Girişimi sonuç verirse Macron, ulusal ve uluslararası düzeyde hakkedilmiş bir prestij kazanacak. O durumda acı bir gerçekle karşı karşıya kalacağız: 2018’den beri yapılan zincirleme yanlışların en büyük bedelini Kırım ödemiş olacak. Kırım bir sonraki yazımızın konusu.
* * *
Cumhurbaşkanı Tayyip Erdoğan Ukrayna krizinde arabulucu olmak istiyor. Ama Erdoğan ve Türkiye’nin böyle bir şansı yok denecek kadar az.
Avrupa’da bazı ünlü medya yorumcuları dahil kimi çevreler, Türkiye’nin İnsansız Hava Aracı (İHA) satışını bunun en önemli nedeni gibi gösteriyor. Ancak bu analiz pek geçerli değil.
Rusya’nın İHA satışından ciddi rahatsızlık duyduğu doğru. Ama arabuluculuk için başta gelen engellerden biri bu değil. Eğer İHA satışı diye bir konu hiç olmasaydı bile, Ankara’nın arabuluculuk şansı pek olmayacaktı.
Ankara’nın önünde daha büyük üç engel var.
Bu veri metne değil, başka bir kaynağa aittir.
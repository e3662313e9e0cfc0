//! Order API Handlers

use std::io::Cursor;

use axum::Json;
use axum::extract::{Multipart, Path, State};
use axum::http::StatusCode;
use image::codecs::jpeg::JpegEncoder;
use uuid::Uuid;
use validator::Validate;

use crate::auth::CurrentUser;
use crate::core::ServerState;
use crate::db::models::{Order, OrderCreate, OrderItem, OrderStatus};
use crate::db::repository::{OrderRepository, ProductRepository, Repository};
use crate::security_log;
use crate::utils::money::{money_eq, order_total, to_f64, validate_client_total, validate_line_item};
use crate::utils::validation::{validate_latitude, validate_longitude};
use crate::utils::{AppError, AppResponse, AppResult, ok};

/// 配送凭证照片大小上限
const MAX_PROOF_SIZE: usize = 5 * 1024 * 1024;

/// 重编码 JPEG 的质量
const JPEG_QUALITY: u8 = 85;

/// POST /api/orders - 下单
///
/// 逐项解析商品并在服务端快照名称与单价，重新计算总价后与客户端
/// 提交值核对；库存扣减与订单创建在仓储层的单个事务内完成。
pub async fn place(
    State(state): State<ServerState>,
    Json(data): Json<OrderCreate>,
) -> AppResult<(StatusCode, Json<AppResponse<Order>>)> {
    data.validate()
        .map_err(|e| AppError::validation(e.to_string()))?;
    for item in &data.items {
        validate_line_item(item)?;
    }
    validate_client_total(data.total_amount)?;
    if let Some(lat) = data.latitude {
        validate_latitude(lat)?;
    }
    if let Some(lon) = data.longitude {
        validate_longitude(lon)?;
    }

    let db = state.get_db();
    let products = ProductRepository::new(db.clone());

    // 客户端提交的价格不可信，以当前目录价为准
    let mut items: Vec<OrderItem> = Vec::with_capacity(data.items.len());
    for input in &data.items {
        let product = products
            .find_by_id(&input.product)
            .await?
            .ok_or_else(|| AppError::not_found(format!("Product {}", input.product)))?;
        let product_id = product
            .id
            .clone()
            .ok_or_else(|| AppError::internal("Product record missing id"))?;

        items.push(OrderItem {
            product: product_id,
            name: product.name,
            price: product.price,
            quantity: input.quantity,
        });
    }

    let computed = to_f64(order_total(&items));
    if !money_eq(computed, data.total_amount) {
        security_log!(
            "WARN",
            "order_total_mismatch",
            client_total = format!("{:.2}", data.total_amount),
            computed_total = format!("{:.2}", computed)
        );
        return Err(AppError::validation(
            "Order total does not match the priced items",
        ));
    }

    let repo = OrderRepository::new(db);
    let order = repo.place_order(data, items, computed).await?;

    let id = order.id.as_ref().map(|t| t.to_string()).unwrap_or_default();
    tracing::info!(
        order_id = %id,
        total = %format!("{:.2}", order.total_amount),
        items = order.items.len(),
        "Order placed"
    );

    Ok((StatusCode::CREATED, ok(order)))
}

/// GET /api/orders - 获取所有订单（骑手/管理员）
pub async fn list(
    State(state): State<ServerState>,
    user: CurrentUser,
) -> AppResult<Json<AppResponse<Vec<Order>>>> {
    if !user.is_staff() {
        return Err(AppError::forbidden("Staff access required"));
    }

    let repo = OrderRepository::new(state.get_db());
    let orders = repo.find_all().await?;
    Ok(ok(orders))
}

/// GET /api/orders/{id} - 获取单个订单（骑手/管理员）
pub async fn get_by_id(
    State(state): State<ServerState>,
    user: CurrentUser,
    Path(id): Path<String>,
) -> AppResult<Json<AppResponse<Order>>> {
    if !user.is_staff() {
        return Err(AppError::forbidden("Staff access required"));
    }

    let repo = OrderRepository::new(state.get_db());
    let order = repo
        .find_by_id(&id)
        .await?
        .ok_or_else(|| AppError::not_found(format!("Order {}", id)))?;
    Ok(ok(order))
}

/// DELETE /api/orders/{id} - 删除订单（管理员，不回补库存）
pub async fn delete(
    State(state): State<ServerState>,
    user: CurrentUser,
    Path(id): Path<String>,
) -> AppResult<Json<AppResponse<bool>>> {
    if !user.is_admin() {
        return Err(AppError::forbidden("Admin access required"));
    }

    let repo = OrderRepository::new(state.get_db());
    let deleted = repo.delete(&id).await?;

    tracing::info!(order_id = %id, deleted_by = %user.email, "Order deleted");

    Ok(ok(deleted))
}

/// PATCH /api/orders/{id}/deliver - 开始配送（骑手/管理员）
///
/// 仅 Pending 订单可进入 Delivering；重复调用幂等返回当前状态。
pub async fn start_delivery(
    State(state): State<ServerState>,
    user: CurrentUser,
    Path(id): Path<String>,
) -> AppResult<Json<AppResponse<Order>>> {
    if !user.is_staff() {
        return Err(AppError::forbidden("Staff access required"));
    }

    let repo = OrderRepository::new(state.get_db());
    let order = repo.start_delivery(&id).await?;

    tracing::info!(order_id = %id, rider = %user.email, "Delivery started");

    Ok(ok(order))
}

/// POST /api/orders/{id}/deliver-proof - 上传配送凭证并完成订单（骑手/管理员）
///
/// multipart 字段名 `proof`；照片验证为图片后统一重编码为 JPEG 存储，
/// 订单由 Delivering 进入 Delivered。
pub async fn submit_proof(
    State(state): State<ServerState>,
    user: CurrentUser,
    Path(id): Path<String>,
    mut multipart: Multipart,
) -> AppResult<Json<AppResponse<Order>>> {
    if !user.is_staff() {
        return Err(AppError::forbidden("Staff access required"));
    }

    let mut proof_bytes = None;
    while let Some(field) = multipart.next_field().await? {
        if field.name() == Some("proof") {
            proof_bytes = Some(field.bytes().await?);
            break;
        }
    }

    let bytes = proof_bytes.ok_or_else(|| AppError::validation("Missing 'proof' file field"))?;
    if bytes.is_empty() {
        return Err(AppError::validation("Proof photo is empty"));
    }
    if bytes.len() > MAX_PROOF_SIZE {
        return Err(AppError::validation(format!(
            "Proof photo exceeds {} MB limit",
            MAX_PROOF_SIZE / 1024 / 1024
        )));
    }

    let img = image::load_from_memory(&bytes)
        .map_err(|_| AppError::validation("Proof photo is not a valid image"))?;

    // 统一转成 JPEG：剥离元数据，约束存储大小
    let rgb_img = img.to_rgb8();
    let mut cursor = Cursor::new(Vec::new());
    let encoder = JpegEncoder::new_with_quality(&mut cursor, JPEG_QUALITY);
    rgb_img
        .write_with_encoder(encoder)
        .map_err(|e| AppError::internal(format!("Failed to encode proof photo: {}", e)))?;

    let filename = format!("{}.jpg", Uuid::new_v4());
    let dir = state.config.proofs_dir();
    tokio::fs::create_dir_all(&dir)
        .await
        .map_err(|e| AppError::internal(format!("Failed to create proofs directory: {}", e)))?;
    tokio::fs::write(dir.join(&filename), cursor.into_inner())
        .await
        .map_err(|e| AppError::internal(format!("Failed to store proof photo: {}", e)))?;

    let proof_path = format!("/uploads/proofs/{}", filename);
    let repo = OrderRepository::new(state.get_db());
    let order = repo.complete_delivery(&id, proof_path).await?;

    tracing::info!(order_id = %id, rider = %user.email, "Delivery completed with proof");

    Ok(ok(order))
}

/// GET /api/orders/track-order/{id} - 订单跟踪
///
/// 配送中的订单会盖上骑手当前位置再返回。
pub async fn track(
    State(state): State<ServerState>,
    Path(id): Path<String>,
) -> AppResult<Json<AppResponse<Order>>> {
    let repo = OrderRepository::new(state.get_db());
    let order = repo
        .find_by_id(&id)
        .await?
        .ok_or_else(|| AppError::not_found(format!("Order {}", id)))?;

    if order.status == OrderStatus::Delivering {
        let point = state.feed.current();
        let stamped = repo.stamp_rider_position(&id, point.lat, point.lon).await?;
        return Ok(ok(stamped));
    }

    Ok(ok(order))
}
Birincisi ve en önemlisi, Ankara’nın Amerika tarafından fiilen dışlanmış olması ve fazla muhatap alınmaması. Krizin çözümü için Rusya ve Amerika arasında mutabakat olmazsa olmaz şart. ABD başkanı Joe Biden son haftalarda Putin’le yaptığı görüşmelerden önce İtalya dahil çok sayıda Avrupa ülkesinin liderini aradı, onlara danıştı. Görüşmeden sonra aynı liderleri tekrar aradı ve bilgi verdi. Ama Ankara’yı aramadı. Bu, Ankara’nın devre dışında tutulduğunu gösteren örneklerden sadece biri.
Biden’ın ve pek çok Avrupa ülkesinin Avrasya’daki dengeleri şekillendirecek bu krizde Ankara’nın arabuluculuğunu kabul etmesi için, her şeyden önce Türkiye’nin Batı içinde sağlam ve güvenilir ortak görülmesi gerekiyor. Ama öyle değil. Kriz bölgesiyle derin tarih ve coğrafya bağlarına, güçlü ordusuna rağmen üst düzey danışma süreçlerinin bile dışında tutuluyor.
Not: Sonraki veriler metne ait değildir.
//! Store Server - 腕表电商店面后端
//!
//! # 架构概述
//!
//! 本模块是店面后端的主入口，提供以下核心功能：
//!
//! - **商品目录** (`api/products`): 闭集品牌、内嵌评论
//! - **订单** (`api/orders`): 事务下单、Pending → Delivering → Delivered 流转
//! - **认证** (`auth`): 邮箱验证 + OTP 两步登录、JWT + Argon2
//! - **审计** (`audit`): 用户/商品两条追加日志，后台 worker 落盘
//! - **位置推送** (`tracking`): Socket.IO 广播骑手坐标
//! - **邮件** (`email`): 验证链接与一次性验证码投递
//!
//! # 模块结构
//!
//! ```text
//! store-server/src/
//! ├── core/          # 配置、状态、服务器
//! ├── api/           # HTTP 路由和处理器
//! ├── auth/          # JWT、OTP、认证中间件
//! ├── db/            # 嵌入式 SurrealDB、模型、仓储
//! ├── audit/         # 审计日志管道
//! ├── tracking/      # 骑手位置 feed + Socket.IO
//! ├── email/         # Mailer trait 与 SMTP/内存实现
//! └── utils/         # 错误、日志、金额、校验
//! ```

pub mod api;
pub mod audit;
pub mod auth;
pub mod core;
pub mod db;
pub mod email;
pub mod tracking;
pub mod utils;

// Re-export 公共类型
pub use auth::{CurrentUser, JwtService, OtpStore};
pub use core::{Config, Server, ServerState, build_router};
pub use db::DbService;
pub use tracking::{GeoPoint, RiderFeed};
pub use utils::{AppError, AppResponse, AppResult};

// Re-export logger functions
pub use utils::logger::{init_logger, init_logger_with_file};

// Security logging macro - 支持 tracing 格式说明符
#[macro_export]
macro_rules! security_log {
    ($level:expr, $event:expr, $($key:ident = $value:expr),*) => {
        tracing::info!(
            target: "security",
            level = $level,
            event = $event,
            $($key = $value),*
        );
    };
}

pub fn print_banner() {
    println!(
        r#"
   _____ __
  / ___// /_____  ________
  \__ \/ __/ __ \/ ___/ _ \
 ___/ / /_/ /_/ / /  /  __/
/____/\__/\____/_/   \___/
   _____
  / ___/___  ______   _____  _____
  \__ \/ _ \/ ___/ | / / _ \/ ___/
 ___/ /  __/ /   | |/ /  __/ /
/____/\___/_/    |___/\___/_/
    "#
    );
}
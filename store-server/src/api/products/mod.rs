//! Product API 模块
//!
//! 商品目录与内嵌评论。读操作公开（店面首页在登录前展示），
//! 写操作仅限管理员，评论提交需要登录。

mod handler;

use axum::{
    Router,
    routing::get,
};

use crate::core::ServerState;

pub fn router() -> Router<ServerState> {
    Router::new().nest("/api/products", product_routes())
}

fn product_routes() -> Router<ServerState> {
    Router::new()
        .route("/", get(handler::list).post(handler::create))
        .route(
            "/{id}",
            get(handler::get_by_id)
                .put(handler::update)
                .delete(handler::delete),
        )
        .route(
            "/{id}/reviews",
            get(handler::list_reviews).post(handler::add_review),
        )
}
İkincisi, kökleri derinde olan bu krizde arabuluculuk, sorunun geçmişine ve bugününe aynı derinlikte vakıf olmayı gerektiriyor. Macron gibi bir yaklaşım geliştirebilmek için probleme hakimiyet şart. Ama Ankara’da bu birikimin olduğunu söyleyebilmek zor. İktidarı temsil eden hiçbir ağızdan krizle ilgili tek bir anlamlı analiz duyamadık. Misal, iktidar sözcükleri Rusya’nın Donbas’ı yutmak istediğini ileri sürüyor. Ama Moskova’nın duruşu ve niyeti farklı. Son kriz çıkmadan aylarca önce yazdığımız gibi, Ankara Ukrayna konusunda baştan beri yanlış yolda yürüyor. Örnek çok.
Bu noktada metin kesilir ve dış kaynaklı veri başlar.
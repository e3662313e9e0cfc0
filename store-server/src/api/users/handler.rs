//! User Administration Handlers
//!
//! Admin-managed accounts plus the two self-service cases: an account owner
//! may view their own record and update their own name.

use axum::Json;
use axum::extract::{Path, State};
use validator::Validate;

use crate::audit::AuditAction;
use crate::auth::CurrentUser;
use crate::core::ServerState;
use crate::db::models::{UserCreate, UserResponse, UserUpdate};
use crate::db::repository::UserRepository;
use crate::utils::{AppError, AppResponse, AppResult, ok};

/// List all users (admin)
pub async fn list(
    State(state): State<ServerState>,
) -> AppResult<Json<AppResponse<Vec<UserResponse>>>> {
    let repo = UserRepository::new(state.get_db());
    let users = repo.find_all().await?;
    let users: Vec<UserResponse> = users.into_iter().map(UserResponse::from).collect();
    Ok(ok(users))
}

/// Get user by id (admin or the account owner)
pub async fn get_by_id(
    State(state): State<ServerState>,
    user: CurrentUser,
    Path(id): Path<String>,
) -> AppResult<Json<AppResponse<UserResponse>>> {
    if !user.is_admin() && user.id != id {
        return Err(AppError::forbidden("You can only view your own account"));
    }

    let repo = UserRepository::new(state.get_db());
    let found = repo
        .find_by_id(&id)
        .await?
        .ok_or_else(|| AppError::not_found(format!("User {}", id)))?;

    Ok(ok(UserResponse::from(found)))
}

/// Create a new user (admin)
///
/// Admin-created accounts skip email verification entirely.
pub async fn create(
    State(state): State<ServerState>,
    user: CurrentUser,
    Json(data): Json<UserCreate>,
) -> AppResult<Json<AppResponse<UserResponse>>> {
    data.validate()
        .map_err(|e| AppError::validation(e.to_string()))?;

    let repo = UserRepository::new(state.get_db());
    let created = repo.create(data, None).await?;

    let id = created.id.as_ref().map(|t| t.to_string()).unwrap_or_default();
    if let Err(e) = state.audit.record(
        AuditAction::UserCreated,
        user.email.clone(),
        id.clone(),
        format!(
            "Created {} account for '{}'",
            created.role.as_str(),
            created.email
        ),
    ) {
        tracing::warn!(error = %e, "Audit entry dropped");
    }

    tracing::info!(user_id = %id, email = %created.email, "User created by admin");

    Ok(ok(UserResponse::from(created)))
}

/// Update a user (admin: name and role; owner: name only)
pub async fn update(
    State(state): State<ServerState>,
    user: CurrentUser,
    Path(id): Path<String>,
    Json(data): Json<UserUpdate>,
) -> AppResult<Json<AppResponse<UserResponse>>> {
    if !user.is_admin() {
        if user.id != id {
            return Err(AppError::forbidden("You can only update your own account"));
        }
        if data.role.is_some() {
            return Err(AppError::forbidden("Only admins can change roles"));
        }
    }

    data.validate()
        .map_err(|e| AppError::validation(e.to_string()))?;

    let mut changed: Vec<&str> = Vec::new();
    if data.name.is_some() {
        changed.push("name");
    }
    if data.role.is_some() {
        changed.push("role");
    }

    let repo = UserRepository::new(state.get_db());
    let updated = repo.update(&id, data).await?;

    if !changed.is_empty()
        && let Err(e) = state.audit.record(
            AuditAction::UserUpdated,
            user.email.clone(),
            id.clone(),
            format!("Updated {} of '{}'", changed.join(", "), updated.email),
        )
    {
        tracing::warn!(error = %e, "Audit entry dropped");
    }

    Ok(ok(UserResponse::from(updated)))
}

/// Delete a user (admin, never the acting account)
pub async fn delete(
    State(state): State<ServerState>,
    user: CurrentUser,
    Path(id): Path<String>,
) -> AppResult<Json<AppResponse<bool>>> {
    // Deleting yourself is how the last admin gets locked out
    if user.id == id {
        return Err(AppError::forbidden("Cannot delete your own account"));
    }

    let repo = UserRepository::new(state.get_db());
    let deleted = repo.delete(&id).await?;

    if let Err(e) = state.audit.record(
        AuditAction::UserDeleted,
        user.email.clone(),
        id.clone(),
        "Deleted account".to_string(),
    ) {
        tracing::warn!(error = %e, "Audit entry dropped");
    }

    tracing::info!(user_id = %id, deleted_by = %user.email, "User deleted");

    Ok(ok(deleted))
}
Üçüncüsü, böylesine çok yönlü bir krizde arabulucu olabilmek için gereken üslup Ankara’da mafiş. Cumhurbaşkanı Erdoğan’ın Kiev’den dönerken uçakta gazetecilere yaptığı açıklamalar şöyle:
“Batı maalesef şu ana kadar bu işin çözümünde katkı diye bir şey sağlamadı. Sadece adeta çomak sokuyorlar diyebilirim… şu anda Avrupa’da bu işi çözmeye yönelik olarak lider noktasında ciddi sıkıntı var. Bundan önce… bir Merkel icabında çıkıyordu… şu anda böyle bir lider de kalmadı. Diğerlerinin ismini zaten vermeye gerek yok… (ABD lideri) Biden da şu an itibariyle bu sürece henüz olumlu yaklaşım sergileyemedi.”
Biden ve Avrupalı liderleri küçük düşüren veya tahkir edici bu sözlerin, o liderlerin masasına ulaştırıldığı muhakkak. Bu sözleri söyleyen birisinin, Ukrayna konusunda arabuluculuk yapabileceğini hayal etmek zordur. Yukarıdaki sözler diplomasi bir tarafa, insanlar arası basit diyalog gereklerine dahi pek uygun değildir.
Ukrayna’da arabuluculuk konusunda Ankara’nın tek şansı, hiçbir sonuç alma ihtimali bulunmasa da, belki Putin tarafından Batı içinde çatlak yaratma amacıyla şov için kullanılması olabilir.